Mouth-watering and not as popular as they should be. Fruit butters and fruit cheese are old-fashioned names for preserves made with fruit purée and sugar. Fruit leathers are a perfect lunch box snack to make for yourself or your children.
A fruit butter is a delicious sweetened fruit puree, cooked to a creamy consistency. When cold, it has a spreadable consistency. The texture of a fruit butter is very much softer than a cheese and more like a butter.
Suitable fruits for butters are - cooking or crab apples, plums, gooseberries, blackcurrants and damsons. Butters are often spiced to enhance their flavours. Ground cloves, and cinnamon are popular spices in apple butters. The fruit is simmered in water and sieved as for fruit cheese, but less sugar is added to the pulp; 225g - 345g per 450g of pulp. The pulp is heated with the sugar (and any spices) then boiled until a smooth, creamy, thick consistency is obtained, with no free liquid. The butter is poured into sterilised, warm jars and covered with an airtight seal.

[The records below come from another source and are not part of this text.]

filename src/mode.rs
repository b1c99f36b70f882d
use serde::{Deserialize, Serialize};

/// Keybinding scope. Each page maps to exactly one mode.
///
/// Snake case because the `config` crate lowercases map keys from user files.
#[derive(Default, Debug, Copy, Clone, PartialEq, Eq, Hash, Serialize, Deserialize)]
#[serde(rename_all = "snake_case")]
pub enum Mode {
  #[default]
  Login,
  Dashboard,
  Connections,
  ConnectionForm,
  Validations,
  ValidationForm,
}
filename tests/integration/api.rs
use compareflow::{
    api::{ApiError, AuthService, ConnectionService, ValidationService},
    models::{
        ConnectionDraft, ConnectionKind, ConnectionSettings, Credentials, Registration, SqlServerConfig,
        ValidationConfig, ValidationDraft, ValidationStatus,
    },
};
use pretty_assertions::assert_eq;
use serde_json::json;

use crate::test_utils::{fixtures, FakeBackend};

fn credentials(password: &str) -> Credentials {
    Credentials { username: "alice".into(), password: password.into() }
}

#[tokio::test]
async fn test_login_attaches_bearer_token_to_later_requests() {
    let server = FakeBackend::start().await;
    server.seed_connection(fixtures::sqlserver_json(1, "warehouse"));
    let client = server.client();

    let response = client.login(&credentials("secret")).await.unwrap();
    assert_eq!(response.user.username, "alice");
    assert_eq!(client.token().await.as_deref(), Some(fixtures::TOKEN));

    let connections = client.list_connections().await.unwrap();
    assert_eq!(connections.len(), 1);

    let requests = server.requests();
    assert_eq!(requests[0].path, "/auth/login");
    assert_eq!(requests[0].authorization, None);
    assert_eq!(requests[1].authorization.as_deref(), Some("Bearer test-token"));
}

#[tokio::test]
async fn test_error_body_becomes_status_error() {
    let server = FakeBackend::start().await;
    let client = server.client();

    let err = client.login(&credentials("wrong")).await.unwrap_err();
    assert_eq!(err, ApiError::Status { status: 401, message: "Invalid credentials".into() });
    assert_eq!(err.to_string(), "Invalid credentials");
    assert!(client.token().await.is_none());
}

#[tokio::test]
async fn test_register_failure_keeps_backend_message() {
    let server = FakeBackend::start().await;
    let client = server.client();

    let registration = Registration { username: "taken".into(), email: "t@example.com".into(), password: "pw".into() };
    let err = client.register(&registration).await.unwrap_err();
    assert_eq!(err.to_string(), "Username already exists");

    let registration = Registration { username: "bob".into(), email: "bob@example.com".into(), password: "pw".into() };
    let response = client.register(&registration).await.unwrap();
    assert_eq!(response.user.username, "bob");
}

#[tokio::test]
async fn test_missing_token_is_unauthorized() {
    let server = FakeBackend::start().await;
    let client = server.client();

    let err = client.list_validations().await.unwrap_err();
    assert!(err.is_unauthorized());

    client.set_token(Some(fixtures::TOKEN.into())).await;
    assert_eq!(client.current_user().await.unwrap(), fixtures::user());

    client.set_token(None).await;
    assert!(client.current_user().await.unwrap_err().is_unauthorized());
}

#[tokio::test]
async fn test_not_found_is_reported() {
    let server = FakeBackend::start().await;
    let client = server.client();
    client.set_token(Some(fixtures::TOKEN.into())).await;

    let err = client.get_connection(99).await.unwrap_err();
    assert!(err.is_not_found());
    assert_eq!(err.to_string(), "Connection not found");
}

#[tokio::test]
async fn test_connection_crud_round_trip() {
    let server = FakeBackend::start().await;
    let client = server.client();
    client.set_token(Some(fixtures::TOKEN.into())).await;

    let draft = ConnectionDraft {
        name: "pg1".into(),
        settings: ConnectionSettings::SqlServer(SqlServerConfig {
            server: "db.internal".into(),
            database: "sales".into(),
            username: "sa".into(),
            password: "pw".into(),
            ..SqlServerConfig::default()
        }),
    };
    let created = client.create_connection(&draft).await.unwrap();
    assert_eq!(created.kind(), Some(ConnectionKind::SqlServer));
    assert_eq!(created.name, "pg1");

    let stored = server.stored_connection("pg1").unwrap();
    assert_eq!(stored["type"], "sqlserver");
    assert_eq!(stored["config"]["port"], 1433);

    let renamed = ConnectionDraft { name: "pg2".into(), ..draft };
    let updated = client.update_connection(created.id, &renamed).await.unwrap();
    assert_eq!(updated.name, "pg2");
    assert_eq!(client.get_connection(created.id).await.unwrap().name, "pg2");

    client.delete_connection(created.id).await.unwrap();
    assert!(client.list_connections().await.unwrap().is_empty());
}

#[tokio::test]
async fn test_failed_connection_test_is_a_result() {
    let server = FakeBackend::start().await;
    server.seed_connection(fixtures::sqlserver_json(1, "warehouse"));
    let client = server.client();
    client.set_token(Some(fixtures::TOKEN.into())).await;

    let passed = client.test_connection(1).await.unwrap();
    assert!(passed.success);

    server.fail_connection_tests();
    let failed = client.test_connection(1).await.unwrap();
    assert!(!failed.success);
    assert_eq!(failed.message, "Login failed for user 'sa'");

    // A 404 is still an error, only 400 carries a test result.
    assert!(client.test_connection(5).await.unwrap_err().is_not_found());
}

#[tokio::test]
async fn test_table_names_are_percent_encoded() {
    let server = FakeBackend::start().await;
    server.seed_connection(fixtures::sqlserver_json(1, "warehouse"));
    server.set_tables(&["dbo.orders", "dbo.order lines"]);
    let client = server.client();
    client.set_token(Some(fixtures::TOKEN.into())).await;

    let tables = client.list_tables(1).await.unwrap();
    assert_eq!(tables, vec!["dbo.orders".to_string(), "dbo.order lines".to_string()]);

    let columns = client.list_columns(1, "dbo.order lines").await.unwrap();
    assert_eq!(columns[0].name, "dbo.order lines_id");
    assert!(!columns[0].nullable);
    assert_eq!(server.hits("GET", "/connections/1/tables/dbo.order%20lines/columns"), 1);
}

#[tokio::test]
async fn test_empty_schema_lists_decode_as_empty() {
    let server = FakeBackend::start().await;
    server.seed_connection(fixtures::sqlserver_json(1, "warehouse"));
    server.serve_null_schema();
    let client = server.client();
    client.set_token(Some(fixtures::TOKEN.into())).await;

    assert_eq!(client.list_tables(1).await.unwrap(), Vec::<String>::new());
    assert!(client.list_columns(1, "dbo.orders").await.unwrap().is_empty());
}

#[tokio::test]
async fn test_other_connection_types_are_listed() {
    let server = FakeBackend::start().await;
    server.seed_connection(fixtures::sqlserver_json(1, "warehouse"));
    server.seed_connection(json!({
        "id": 2,
        "name": "app-db",
        "type": "postgresql",
        "config": { "host": "pg.local", "port": 5432, "database": "app", "ssl_mode": "prefer" }
    }));
    let client = server.client();
    client.set_token(Some(fixtures::TOKEN.into())).await;

    let connections = client.list_connections().await.unwrap();
    assert_eq!(connections.len(), 2);
    assert_eq!(connections[1].settings.type_name(), "postgresql");
    assert_eq!(connections[1].settings.endpoint(), "pg.local");
}

#[tokio::test]
async fn test_validation_run_returns_results() {
    let server = FakeBackend::start().await;
    let client = server.client();
    client.set_token(Some(fixtures::TOKEN.into())).await;

    let config = ValidationConfig {
        source_query: "select 1".into(),
        target_query: "select 1".into(),
        comparison_type: None,
        key_columns: vec!["id".into()],
    };
    let created = client.create_validation(&ValidationDraft::new("orders", 1, 2, config)).await.unwrap();
    assert_eq!(created.status, ValidationStatus::Pending);

    let ran = client.run_validation(created.id).await.unwrap();
    assert_eq!(ran.status, ValidationStatus::Completed);
    let summary = ran.summary();
    assert_eq!(summary.source_row_count, Some(100));
    assert_eq!(summary.matched_rows, Some(98));
    assert_eq!(ran.success_rate(), Some(98.0));

    let status = client.validation_status(created.id).await.unwrap();
    assert_eq!(status.status, ValidationStatus::Completed);

    client.delete_validation(created.id).await.unwrap();
    assert!(client.get_validation(created.id).await.unwrap_err().is_not_found());
}

#[tokio::test]
async fn test_unreachable_backend_is_transport_error() {
    let server = FakeBackend::start().await;
    let client = server.client();
    drop(server);
    tokio::time::sleep(std::time::Duration::from_millis(50)).await;

    let err = client.login(&credentials("secret")).await.unwrap_err();
    assert!(matches!(err, ApiError::Transport(_)), "unexpected error: {err:?}");
}
use async_trait::async_trait;
use reqwest::Method;
use tracing::info;

use super::{ApiResult, AuthService, HttpBackend};
use crate::models::{AuthResponse, Credentials, Registration, User};

#[async_trait]
impl AuthService for HttpBackend {
  async fn login(&self, credentials: &Credentials) -> ApiResult<AuthResponse> {
    let request = self.request(Method::POST, &["auth", "login"]).await?.json(credentials);
    let response: AuthResponse = self.send(request).await?;
    self.store_token(Some(response.access_token.clone())).await;
    info!("Logged in as {}", response.user.username);
    Ok(response)
  }

  async fn register(&self, registration: &Registration) -> ApiResult<AuthResponse> {
    let request = self.request(Method::POST, &["auth", "register"]).await?.json(registration);
    let response: AuthResponse = self.send(request).await?;
    self.store_token(Some(response.access_token.clone())).await;
    info!("Registered {}", response.user.username);
    Ok(response)
  }

  async fn current_user(&self) -> ApiResult<User> {
    let request = self.request(Method::GET, &["auth", "me"]).await?;
    self.send(request).await
  }

  async fn set_token(&self, token: Option<String>) {
    self.store_token(token).await;
  }
}
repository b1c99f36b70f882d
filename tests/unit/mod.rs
mod session;
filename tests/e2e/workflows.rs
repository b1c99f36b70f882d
//! Whole-application flows: keys in, HTTP against the fake backend, screen out.

use std::{sync::Arc, time::Duration};

use compareflow::{
    action::Action,
    app::App,
    config::Config,
    models::ValidationStatus,
    router::Route,
    tui::Event,
};
use pretty_assertions::assert_eq;
use ratatui::{backend::TestBackend, Terminal};
use serial_test::serial;

use crate::test_utils::{
    assertions::{assert_labelled, RenderAssertions},
    component::buffer_lines,
    fixtures, EventBuilder, FakeBackend, TEST_TERMINAL_HEIGHT, TEST_TERMINAL_WIDTH, TEST_TIMEOUT,
};

fn app(server: &FakeBackend) -> App {
    App::new(Config::new().unwrap(), Arc::new(server.client()), 4.0, 30.0).unwrap()
}

fn press(app: &mut App, events: Vec<Event>) {
    for event in events {
        app.handle_event(event).unwrap();
    }
}

/// Runs the event loop's update half until `done` holds.
async fn pump_until(app: &mut App, what: &str, done: impl Fn(&App) -> bool) {
    let settled = tokio::time::timeout(TEST_TIMEOUT, async {
        while !done(app) {
            let action = app.next_action().await.expect("action channel closed");
            app.update(action).unwrap();
        }
    })
    .await;
    assert!(settled.is_ok(), "timed out waiting for {what} (route {:?})", app.route);
}

/// Applies whatever is still queued, including work spawned by earlier actions.
async fn drain(app: &mut App) {
    while let Ok(Some(action)) = tokio::time::timeout(Duration::from_millis(200), app.next_action()).await {
        app.update(action).unwrap();
    }
}

fn screen(app: &mut App) -> Vec<String> {
    let mut terminal = Terminal::new(TestBackend::new(TEST_TERMINAL_WIDTH, TEST_TERMINAL_HEIGHT)).unwrap();
    terminal.draw(|f| app.draw(f).unwrap()).unwrap();
    buffer_lines(terminal.backend())
}

async fn signed_in(server: &FakeBackend) -> App {
    let mut app = app(server);
    app.update(Action::RestoreSession(fixtures::TOKEN.into())).unwrap();
    pump_until(&mut app, "session restore", |app| {
        app.route == Route::Dashboard && app.store.auth().user().is_some()
    })
    .await;
    drain(&mut app).await;
    app
}

#[tokio::test]
#[serial]
async fn test_login_then_create_connection() {
    let server = FakeBackend::start().await;
    let mut app = app(&server);
    app.update(Action::Navigate(Route::Dashboard)).unwrap();
    assert_eq!(app.route, Route::Login);

    press(&mut app, EventBuilder::new().keys("alice").enter().keys("secret").enter().build());
    pump_until(&mut app, "login", |app| app.route == Route::Dashboard).await;
    drain(&mut app).await;
    screen(&mut app).assert_contains("alice [Ctrl-x] logout");

    press(&mut app, EventBuilder::new().key('2').build());
    pump_until(&mut app, "connections page", |app| app.route == Route::Connections).await;
    press(&mut app, EventBuilder::new().key('n').build());
    pump_until(&mut app, "connection form", |app| app.route == Route::NewConnection).await;

    let events = EventBuilder::new()
        .keys("pg1")
        .tab()
        .tab()
        .keys("db.internal")
        .tab()
        .tab()
        .keys("sales")
        .tab()
        .keys("sa")
        .tab()
        .keys("pw")
        .ctrl('s')
        .build();
    press(&mut app, events);
    pump_until(&mut app, "saved connection in list", |app| {
        app.route == Route::Connections && app.store.connections().all().iter().any(|c| c.name == "pg1")
    })
    .await;

    assert_eq!(server.connection_names(), vec!["pg1".to_string()]);
    let stored = server.stored_connection("pg1").unwrap();
    assert_eq!(stored["type"], "sqlserver");
    assert_eq!(stored["config"]["server"], "db.internal");

    let screen = screen(&mut app);
    screen.assert_contains("pg1");
    assert_labelled(&screen, "pg1", "sqlserver");
}

#[tokio::test]
#[serial]
async fn test_failed_login_stays_on_login() {
    let server = FakeBackend::start().await;
    let mut app = app(&server);
    app.update(Action::Navigate(Route::Login)).unwrap();

    press(&mut app, EventBuilder::new().keys("alice").enter().keys("nope").enter().build());
    pump_until(&mut app, "login rejection", |app| app.store.auth().error().is_some()).await;

    assert_eq!(app.route, Route::Login);
    assert!(!app.store.is_authenticated());
    screen(&mut app).assert_contains("Invalid credentials");
}

#[tokio::test]
#[serial]
async fn test_run_validation_shows_report() {
    let server = FakeBackend::start().await;
    server.seed_connection(fixtures::sqlserver_json(1, "warehouse"));
    server.seed_connection(fixtures::databricks_json(2, "lakehouse"));
    server.seed_validation(fixtures::validation_json(3, "orders parity", "pending"));
    let mut app = signed_in(&server).await;

    press(&mut app, EventBuilder::new().key('3').build());
    pump_until(&mut app, "validation list", |app| {
        app.route == Route::Validations && app.store.validations().all().len() == 1
    })
    .await;
    screen(&mut app).assert_contains("orders parity");

    press(&mut app, EventBuilder::new().key('r').build());
    pump_until(&mut app, "run to finish", |app| {
        app.store
            .validations()
            .current()
            .is_some_and(|v| v.id == 3 && v.status == ValidationStatus::Completed)
    })
    .await;
    drain(&mut app).await;
    assert_eq!(server.hits("POST", "/validations/3/run"), 1);

    let report = screen(&mut app);
    report.assert_contains("Validation Execution Report: orders parity");
    report.assert_not_contains("Running validation...");
    assert_labelled(&report, "Source Rows", "100");
    assert_labelled(&report, "Target Rows", "98");
    assert_labelled(&report, "Matched Rows", "98");
    assert_labelled(&report, "Success Rate", "98%");

    press(&mut app, EventBuilder::new().esc().key('s').build());
    drain(&mut app).await;
    assert_eq!(server.hits("GET", "/validations/3/status"), 1);
    screen(&mut app).assert_not_contains("Validation Execution Report");
}

#[tokio::test]
#[serial]
async fn test_delete_requires_confirmation() {
    let server = FakeBackend::start().await;
    server.seed_connection(fixtures::sqlserver_json(1, "warehouse"));
    server.seed_connection(fixtures::sqlserver_json(2, "reporting"));
    let mut app = signed_in(&server).await;

    app.update(Action::Navigate(Route::Connections)).unwrap();
    pump_until(&mut app, "connection list", |app| app.store.connections().all().len() == 2).await;

    press(&mut app, EventBuilder::new().key('d').key('n').build());
    drain(&mut app).await;
    assert_eq!(server.hits("DELETE", "/connections/1"), 0);
    assert_eq!(app.store.connections().all().len(), 2);

    press(&mut app, EventBuilder::new().key('d').key('y').build());
    pump_until(&mut app, "delete", |app| app.store.connections().all().len() == 1).await;
    assert_eq!(server.hits("DELETE", "/connections/1"), 1);
    assert_eq!(server.connection_names(), vec!["reporting".to_string()]);
}

#[tokio::test]
#[serial]
async fn test_logout_returns_to_login_and_forgets_data() {
    let server = FakeBackend::start().await;
    server.seed_connection(fixtures::sqlserver_json(1, "warehouse"));
    let mut app = signed_in(&server).await;
    assert_eq!(app.store.connections().all().len(), 1);

    press(&mut app, EventBuilder::new().ctrl('x').build());
    pump_until(&mut app, "logout", |app| app.route == Route::Login).await;
    drain(&mut app).await;

    assert!(!app.store.is_authenticated());
    assert!(app.store.connections().all().is_empty());

    app.update(Action::Navigate(Route::Connections)).unwrap();
    assert_eq!(app.route, Route::Login);
}

#[tokio::test]
#[serial]
async fn test_bad_stored_token_falls_back_to_login() {
    let server = FakeBackend::start().await;
    let mut app = app(&server);

    app.update(Action::RestoreSession("expired".into())).unwrap();
    pump_until(&mut app, "session check", |app| !app.store.is_authenticated()).await;
    drain(&mut app).await;

    assert!(!app.store.is_authenticated());
    assert_eq!(app.route, Route::Login);
    assert_eq!(server.hits("GET", "/auth/me"), 1);
}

The roots of the apple butter lie in Limburg (Belgium and the Netherlands) and Rhineland (Germany), conceived during the Middle Ages, when the first monasteries (with large fruit yards) appeared. The production of the butter was a perfect way to conserve part of the fruit production of the monasteries in that region, at a time when almost every village had its own apple-butter producers. The production of apple butter was also a popular way of using apples in colonial America, well into the 19th century having been brought over by German settlers. Today in Europe, apple butter is commonly used in the Netherlands (known as appelstroop, meaning apple syrup) and in Germany (known as apfelkraut) and frequently eaten on bread with (or without) thinly sliced cheese and with Sauerbraten (pot roast).
These gorgeous preserves are so named because they are often eaten with or instead of a cheese course. Much more firm than a butter or jam - fruit cheeses are turned or scooped out of moulds and cut into slices. Fruit cheeses can also be eaten with cold meats or curries instead of chutneys or pickles. They are usually made from strong flavoured fruit; damsons, blackcurrants, medlars, figs, quinces, apples and pears and can be spiced and enriched with flavours that deepen over time.
The fruit is cooked in a small amount of water until soft, then thoroughly sieved. The pulp is weighed and 450g of sugar is added to every 450g of pulp (so more than for a butter). The sugar is dissolved in the pulp and the mixture is cooked until the cheese is thick, and when a spoon drawn across the bottom of the pan leaves a clean line. We recommend ramekins or better still wide necked clip top jars for presentation and easy re-sealing.
Perfect to make with children.
Makes about 18 finger-width strip/rolls.
- 300g apples (roughly two), peeled and cored
- 500g strawberries, stalks removed
- 1 tsp cooking oil
Preheat the oven to 50⁰C
Put the fruit in a pan with a lid and cook over a medium heat for about 10 minutes, until completely soft. When cooled, push the pulp through a sieve.
Line a baking tray, around 35cm x 30cm, with very lightly oiled greaseproof paper. Pour the pulp onto the baking sheet so that it reaches a thickness of about ½ cm.
Put in the oven for about 12 hours. it should feel leathery and dry to touch.
Peel off the paper and cut into whatever shapes you like. Store in an airtight container.